Anyway, since I'll only be putting flowers in this garden, I don't really care about the Roundup levels. The seeds will sprout if they do, the transplants will make it if they can. Meanwhile, the garden will be decomposing, the microbes and soil bacteria, protozoa and worms eating their way through the crap, converting it into something safer. Or, possibly Fungi Perfecti will have finally brought their chemical-consuming mushrooms to market. I'm on the notification list for that. They have a mushroom/fungus that is capable of consuming crude oil, turning it into safe compost in one year. Mushrooms are going to save the world. Or rather, they'll save humans from the single-minded specialization that's been going on in Western Science since the end of WWII (to the exclusion of doing good science, I say). Hello! Holistic is more than a word in the dictionary. It's the way nature works.
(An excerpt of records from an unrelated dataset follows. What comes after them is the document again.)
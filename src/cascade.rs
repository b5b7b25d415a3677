//! Cascade resolver – turns raw rules into a [`StyleTree`] whose nodes carry
//! complete style maps.
//!
//! Nodes live in an arena and refer to each other by [`StyleNodeId`]. The
//! arena owns every node; `children` are the forward edges, `parent` is a
//! plain index used only for upward lookups.

use std::collections::BTreeMap;

use crate::rules::{RawRule, RuleKind};

/// Values every node ends up with unless something more specific set them.
pub const DEFAULT_STYLES: &[(&str, &str)] = &[
    ("position", "relative"),
    ("left", "0pt"),
    ("top", "0pt"),
    ("width", "100%"),
    ("background-color", "#ffffff"),
    ("color", "#000000"),
    ("font-family", "Arial"),
    ("font-size", "10pt"),
    ("font-style", "normal"),
    ("font-weight", "normal"),
    ("border", "none"),
    ("text-align", "left"),
    ("line-height", "5pt"),
];

/// Attributes that accumulate along the ancestor chain instead of being
/// overridden by the nearest ancestor.
const GEOMETRIC_ATTRIBUTES: &[&str] = &["left", "top", "position", "width", "height"];

fn is_geometric(attr: &str) -> bool {
    GEOMETRIC_ATTRIBUTES.contains(&attr)
}

// ---------------------------------------------------------------------------
// Style maps
// ---------------------------------------------------------------------------

/// Where a style value came from.
#[derive(Debug, Clone, Copy, PartialEq, Eq)]
pub enum Origin {
    /// Written on the rule itself.
    Declared,
    /// Broadcast from a directive sibling.
    Directive,
    /// Filled in by default completion.
    Default,
}

#[derive(Debug, Clone, PartialEq, Eq)]
pub struct StyleEntry {
    pub value: String,
    pub origin: Origin,
}

/// Attribute → value map of one node. Attribute names are lowercase.
#[derive(Debug, Clone, Default, PartialEq, Eq)]
pub struct StyleMap {
    entries: BTreeMap<String, StyleEntry>,
}

impl StyleMap {
    /// Build a map from a rule's own declarations (no defaults yet).
    ///
    /// Names that only differ in case collapse into one attribute: a name
    /// already written in lowercase wins, otherwise the last name in byte
    /// order does.
    pub fn declared(style: &BTreeMap<String, String>) -> Self {
        let is_lowercase = |attr: &str| attr.trim() == attr.trim().to_ascii_lowercase();
        let mut map = Self::default();
        let (exact, folded): (Vec<_>, Vec<_>) =
            style.iter().partition(|(attr, _)| is_lowercase(attr));
        for (attr, value) in folded.into_iter().chain(exact) {
            map.set(attr, value);
        }
        map
    }

    /// Set a declared value, replacing whatever was there.
    pub fn set(&mut self, attr: &str, value: &str) {
        let attr = attr.trim().to_ascii_lowercase();
        if attr.is_empty() {
            return;
        }
        self.entries.insert(
            attr,
            StyleEntry {
                value: value.trim().to_string(),
                origin: Origin::Declared,
            },
        );
    }

    /// Fill every missing default attribute. Present values are never touched.
    pub fn complete_defaults(&mut self) {
        for (attr, value) in DEFAULT_STYLES {
            self.entries
                .entry((*attr).to_string())
                .or_insert_with(|| StyleEntry {
                    value: (*value).to_string(),
                    origin: Origin::Default,
                });
        }
    }

    /// Patch this map with a directive's explicit values.
    ///
    /// Attributes this node set explicitly keep their value; defaulted ones
    /// are replaced. Applying the same directive twice is the same as once.
    pub fn merge_directive(&mut self, directive: &StyleMap) {
        for (attr, entry) in &directive.entries {
            if entry.origin == Origin::Default || self.is_explicit(attr) {
                continue;
            }
            self.entries.insert(
                attr.clone(),
                StyleEntry {
                    value: entry.value.clone(),
                    origin: Origin::Directive,
                },
            );
        }
        self.complete_defaults();
    }

    pub fn get(&self, attr: &str) -> Option<&str> {
        self.entries.get(attr).map(|e| e.value.as_str())
    }

    pub fn origin(&self, attr: &str) -> Option<Origin> {
        self.entries.get(attr).map(|e| e.origin)
    }

    /// True when the value was declared on the rule or broadcast by a directive.
    pub fn is_explicit(&self, attr: &str) -> bool {
        matches!(
            self.origin(attr),
            Some(Origin::Declared) | Some(Origin::Directive)
        )
    }

    pub fn contains(&self, attr: &str) -> bool {
        self.entries.contains_key(attr)
    }

    pub fn iter(&self) -> impl Iterator<Item = (&str, &str)> {
        self.entries
            .iter()
            .map(|(k, e)| (k.as_str(), e.value.as_str()))
    }

    pub fn len(&self) -> usize {
        self.entries.len()
    }

    pub fn is_empty(&self) -> bool {
        self.entries.is_empty()
    }
}

// ---------------------------------------------------------------------------
// Style tree
// ---------------------------------------------------------------------------

/// Index of a node in a [`StyleTree`].
#[derive(Debug, Clone, Copy, PartialEq, Eq, Hash, PartialOrd, Ord)]
pub struct StyleNodeId(pub usize);

/// One element rule instantiated as a tree node.
#[derive(Debug, Clone)]
pub struct StyleNode {
    pub name: Option<String>,
    pub styles: StyleMap,
    pub text: Option<String>,
    pub parent: Option<StyleNodeId>,
    pub children: Vec<StyleNodeId>,
}

/// Resolved style tree. Built once, read-only afterwards.
#[derive(Debug, Clone, Default)]
pub struct StyleTree {
    nodes: Vec<StyleNode>,
    roots: Vec<StyleNodeId>,
}

impl StyleTree {
    /// Resolve a sequence of top-level rules. The sequence is treated as one
    /// nesting level, so a directive among them patches later roots.
    pub fn resolve(rules: &[RawRule]) -> Self {
        let mut tree = Self::default();
        tree.roots = tree.resolve_level(rules, None);
        log::debug!(
            "cascade: {} node(s), {} root(s)",
            tree.nodes.len(),
            tree.roots.len()
        );
        tree
    }

    /// Instantiate the rules of one nesting level under `parent`.
    fn resolve_level(&mut self, rules: &[RawRule], parent: Option<StyleNodeId>) -> Vec<StyleNodeId> {
        let mut directive: Option<StyleMap> = None;
        let mut ids = Vec::with_capacity(rules.len());

        for rule in rules {
            match &rule.kind {
                RuleKind::Directive => {
                    if !rule.children.is_empty() {
                        log::warn!(
                            "directive rule has {} child rule(s); they are discarded",
                            rule.children.len()
                        );
                    }
                    if directive.is_some() {
                        log::warn!("second directive at the same level is ignored");
                        continue;
                    }
                    let mut styles = StyleMap::declared(&rule.style);
                    styles.complete_defaults();
                    directive = Some(styles);
                }
                RuleKind::Element { name } => {
                    let id = self.alloc(name.clone(), rule, parent);
                    let children = self.resolve_level(&rule.children, Some(id));
                    let node = &mut self.nodes[id.0];
                    node.children = children;
                    if let Some(d) = &directive {
                        node.styles.merge_directive(d);
                    }
                    ids.push(id);
                }
            }
        }

        if directive.is_some() && ids.is_empty() {
            log::warn!("directive has no siblings to patch");
        }
        ids
    }

    fn alloc(&mut self, name: Option<String>, rule: &RawRule, parent: Option<StyleNodeId>) -> StyleNodeId {
        let mut styles = StyleMap::declared(&rule.style);
        styles.complete_defaults();
        let id = StyleNodeId(self.nodes.len());
        self.nodes.push(StyleNode {
            name,
            styles,
            text: rule.text.clone(),
            parent,
            children: Vec::new(),
        });
        id
    }

    pub fn roots(&self) -> &[StyleNodeId] {
        &self.roots
    }

    pub fn node(&self, id: StyleNodeId) -> &StyleNode {
        &self.nodes[id.0]
    }

    pub fn len(&self) -> usize {
        self.nodes.len()
    }

    pub fn is_empty(&self) -> bool {
        self.nodes.is_empty()
    }

    pub fn parent(&self, id: StyleNodeId) -> Option<StyleNodeId> {
        self.node(id).parent
    }

    pub fn children(&self, id: StyleNodeId) -> &[StyleNodeId] {
        &self.node(id).children
    }

    /// The node's own value for `attr`.
    pub fn style(&self, id: StyleNodeId, attr: &str) -> Option<&str> {
        self.node(id).styles.get(attr)
    }

    /// Strict ancestors of `id`, nearest first.
    pub fn ancestors(&self, id: StyleNodeId) -> Ancestors<'_> {
        Ancestors {
            tree: self,
            next: self.parent(id),
        }
    }

    /// Ancestors whose own map explicitly defines `attr`, nearest first.
    pub fn ancestors_by_style(&self, id: StyleNodeId, attr: &str) -> Vec<StyleNodeId> {
        self.ancestors(id)
            .filter(|a| self.node(*a).styles.is_explicit(attr))
            .collect()
    }

    /// Candidate values for inheriting `attr`, nearest ancestor first.
    ///
    /// Geometric attributes are summed along the chain elsewhere and are never
    /// inherited by override, so for them this yields nothing.
    pub fn inherited<'a>(
        &'a self,
        id: StyleNodeId,
        attr: &'a str,
    ) -> impl Iterator<Item = &'a str> + 'a {
        let blocked = is_geometric(attr);
        self.ancestors(id)
            .take_while(move |_| !blocked)
            .filter_map(move |a| self.node(a).styles.get(attr))
    }

    /// All node ids, parents before children, siblings in declaration order.
    pub fn preorder(&self) -> Vec<StyleNodeId> {
        let mut out = Vec::with_capacity(self.nodes.len());
        let mut stack: Vec<StyleNodeId> = self.roots.iter().rev().copied().collect();
        while let Some(id) = stack.pop() {
            out.push(id);
            stack.extend(self.children(id).iter().rev().copied());
        }
        out
    }
}

/// Iterator over strict ancestors, see [`StyleTree::ancestors`].
pub struct Ancestors<'a> {
    tree: &'a StyleTree,
    next: Option<StyleNodeId>,
}

impl Iterator for Ancestors<'_> {
    type Item = StyleNodeId;

    fn next(&mut self) -> Option<StyleNodeId> {
        let current = self.next?;
        self.next = self.tree.parent(current);
        Some(current)
    }
}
Back at the Cornville Mercantile, the owner had just finished loading a pickup truck with at least a dozen bales of hay. She looked at my little Focus and asked where she was going to put the bales. "In the back," I replied with a grin. I know I can get exactly two bales into the back of my car. Nothing else along with them, mind you, just two bales. Home I went with my bales to spread them out over the cardboard. Then yesterday I borrowed the neighbor's Ranger and brought up 8 bales of straw from my last delivery. I was going to add more cubbies to the nesting coop, but it turns out that having the bales lined up along the side of the coop, blocking the view, has brought even more girls into the area to consider the available spots.

By the end of the day yesterday, I'd added my first loads of dirt, only to realize just how long it's going to take before that large space is ready for planting. Was I complaining the other day about a lack of exercise? I'll be shoveling for at least a week.

But not today. Today, I'm off to Prescott to take my granddaughter out to lunch for her birthday. Another March birthday! Inconthievable!